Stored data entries
use std::path::PathBuf;

use anyhow::Context as _;
use lifeline_model::service::SurvivalService;

use crate::util::{self, Output};

#[derive(Debug, Clone, clap::Args)]
pub(crate) struct PredictArg {
    /// File containing one JSON record
    #[arg(conflicts_with = "json", required_unless_present = "json")]
    file: Option<PathBuf>,
    /// JSON record given inline
    #[arg(long)]
    json: Option<String>,
    /// Output file path for the prediction
    #[arg(long)]
    output: Option<PathBuf>,
}

pub(crate) fn run(service: &SurvivalService, arg: &PredictArg) -> anyhow::Result<()> {
    let PredictArg { file, json, output } = arg;

    let record = match (file, json) {
        (Some(path), _) => util::read_record_file(path)?,
        (None, Some(text)) => util::parse_record(text).context("Failed to parse --json record")?,
        (None, None) => anyhow::bail!("either a record file or --json must be given"),
    };

    let prediction = service.predict(&record).context("Prediction failed")?;
    Output::save_json(&prediction, output.clone())?;
    Ok(())
}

- PROMPT: Only the lines from the one containing "pub(crate) struct PredictArg" through the last line of the records above are to be reproduced, exactly and with both ends included.

- ANSWER TO THIS TASK:
pub(crate) struct PredictArg {
    /// File containing one JSON record
    #[arg(conflicts_with = "json", required_unless_present = "json")]
    file: Option<PathBuf>,
    /// JSON record given inline
    #[arg(long)]
    json: Option<String>,
    /// Output file path for the prediction
    #[arg(long)]
    output: Option<PathBuf>,
}

pub(crate) fn run(service: &SurvivalService, arg: &PredictArg) -> anyhow::Result<()> {
    let PredictArg { file, json, output } = arg;

    let record = match (file, json) {
        (Some(path), _) => util::read_record_file(path)?,
        (None, Some(text)) => util::parse_record(text).context("Failed to parse --json record")?,
        (None, None) => anyhow::bail!("either a record file or --json must be given"),
    };

    let prediction = service.predict(&record).context("Prediction failed")?;
    Output::save_json(&prediction, output.clone())?;
    Ok(())
}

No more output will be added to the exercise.